**Exercise prompt**: Replicate the data exactly, every line included.

(Stored items)
※ ※ ※
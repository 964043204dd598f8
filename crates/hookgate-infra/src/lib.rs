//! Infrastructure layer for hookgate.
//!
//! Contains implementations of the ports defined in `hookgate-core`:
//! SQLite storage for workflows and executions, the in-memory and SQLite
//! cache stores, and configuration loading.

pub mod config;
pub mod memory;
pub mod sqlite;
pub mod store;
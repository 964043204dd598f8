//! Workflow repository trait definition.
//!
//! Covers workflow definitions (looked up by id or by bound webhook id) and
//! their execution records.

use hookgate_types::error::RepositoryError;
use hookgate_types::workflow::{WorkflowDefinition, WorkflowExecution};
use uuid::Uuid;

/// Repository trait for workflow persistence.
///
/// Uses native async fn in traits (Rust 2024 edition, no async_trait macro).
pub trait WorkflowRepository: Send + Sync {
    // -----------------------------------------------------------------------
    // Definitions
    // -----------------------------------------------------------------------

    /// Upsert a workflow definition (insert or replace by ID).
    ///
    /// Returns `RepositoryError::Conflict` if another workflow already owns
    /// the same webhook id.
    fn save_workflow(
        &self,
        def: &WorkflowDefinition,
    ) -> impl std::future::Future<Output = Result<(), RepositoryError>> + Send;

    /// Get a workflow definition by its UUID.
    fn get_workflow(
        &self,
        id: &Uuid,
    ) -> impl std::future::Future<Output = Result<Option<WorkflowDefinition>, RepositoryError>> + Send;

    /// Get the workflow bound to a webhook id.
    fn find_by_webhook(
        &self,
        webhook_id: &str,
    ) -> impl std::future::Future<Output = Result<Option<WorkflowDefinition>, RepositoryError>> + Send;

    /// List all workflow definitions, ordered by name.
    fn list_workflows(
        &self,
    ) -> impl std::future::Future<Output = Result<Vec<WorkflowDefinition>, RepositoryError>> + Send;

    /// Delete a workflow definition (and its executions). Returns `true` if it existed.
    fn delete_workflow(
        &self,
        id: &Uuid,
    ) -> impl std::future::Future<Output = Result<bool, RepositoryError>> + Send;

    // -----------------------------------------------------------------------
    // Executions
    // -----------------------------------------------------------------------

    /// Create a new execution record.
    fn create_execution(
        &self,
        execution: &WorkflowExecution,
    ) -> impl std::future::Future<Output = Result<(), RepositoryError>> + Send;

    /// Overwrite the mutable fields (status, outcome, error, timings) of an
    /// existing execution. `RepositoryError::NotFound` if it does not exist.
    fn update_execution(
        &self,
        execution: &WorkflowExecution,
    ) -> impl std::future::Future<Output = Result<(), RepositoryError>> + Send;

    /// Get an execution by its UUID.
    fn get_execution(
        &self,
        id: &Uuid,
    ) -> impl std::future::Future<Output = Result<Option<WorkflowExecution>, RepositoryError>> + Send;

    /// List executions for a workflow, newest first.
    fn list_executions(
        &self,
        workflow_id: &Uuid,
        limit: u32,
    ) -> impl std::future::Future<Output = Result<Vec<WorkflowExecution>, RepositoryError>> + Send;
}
※ ※ ※
**Reply to the task**:
repository 964043204dd598f8
filename crates/hookgate-infra/src/lib.rs
//! Infrastructure layer for hookgate.
//!
//! Contains implementations of the ports defined in `hookgate-core`:
//! SQLite storage for workflows and executions, the in-memory and SQLite
//! cache stores, and configuration loading.

pub mod config;
pub mod memory;
pub mod sqlite;
pub mod store;
repository 964043204dd598f8
//! Workflow repository trait definition.
//!
//! Covers workflow definitions (looked up by id or by bound webhook id) and
//! their execution records.

use hookgate_types::error::RepositoryError;
use hookgate_types::workflow::{WorkflowDefinition, WorkflowExecution};
use uuid::Uuid;

/// Repository trait for workflow persistence.
///
/// Uses native async fn in traits (Rust 2024 edition, no async_trait macro).
pub trait WorkflowRepository: Send + Sync {
    // -----------------------------------------------------------------------
    // Definitions
    // -----------------------------------------------------------------------

    /// Upsert a workflow definition (insert or replace by ID).
    ///
    /// Returns `RepositoryError::Conflict` if another workflow already owns
    /// the same webhook id.
    fn save_workflow(
        &self,
        def: &WorkflowDefinition,
    ) -> impl std::future::Future<Output = Result<(), RepositoryError>> + Send;

    /// Get a workflow definition by its UUID.
    fn get_workflow(
        &self,
        id: &Uuid,
    ) -> impl std::future::Future<Output = Result<Option<WorkflowDefinition>, RepositoryError>> + Send;

    /// Get the workflow bound to a webhook id.
    fn find_by_webhook(
        &self,
        webhook_id: &str,
    ) -> impl std::future::Future<Output = Result<Option<WorkflowDefinition>, RepositoryError>> + Send;

    /// List all workflow definitions, ordered by name.
    fn list_workflows(
        &self,
    ) -> impl std::future::Future<Output = Result<Vec<WorkflowDefinition>, RepositoryError>> + Send;

    /// Delete a workflow definition (and its executions). Returns `true` if it existed.
    fn delete_workflow(
        &self,
        id: &Uuid,
    ) -> impl std::future::Future<Output = Result<bool, RepositoryError>> + Send;

    // -----------------------------------------------------------------------
    // Executions
    // -----------------------------------------------------------------------

    /// Create a new execution record.
    fn create_execution(
        &self,
        execution: &WorkflowExecution,
    ) -> impl std::future::Future<Output = Result<(), RepositoryError>> + Send;

    /// Overwrite the mutable fields (status, outcome, error, timings) of an
    /// existing execution. `RepositoryError::NotFound` if it does not exist.
    fn update_execution(
        &self,
        execution: &WorkflowExecution,
    ) -> impl std::future::Future<Output = Result<(), RepositoryError>> + Send;

    /// Get an execution by its UUID.
    fn get_execution(
        &self,
        id: &Uuid,
    ) -> impl std::future::Future<Output = Result<Option<WorkflowExecution>, RepositoryError>> + Send;

    /// List executions for a workflow, newest first.
    fn list_executions(
        &self,
        workflow_id: &Uuid,
        limit: u32,
    ) -> impl std::future::Future<Output = Result<Vec<WorkflowExecution>, RepositoryError>> + Send;
}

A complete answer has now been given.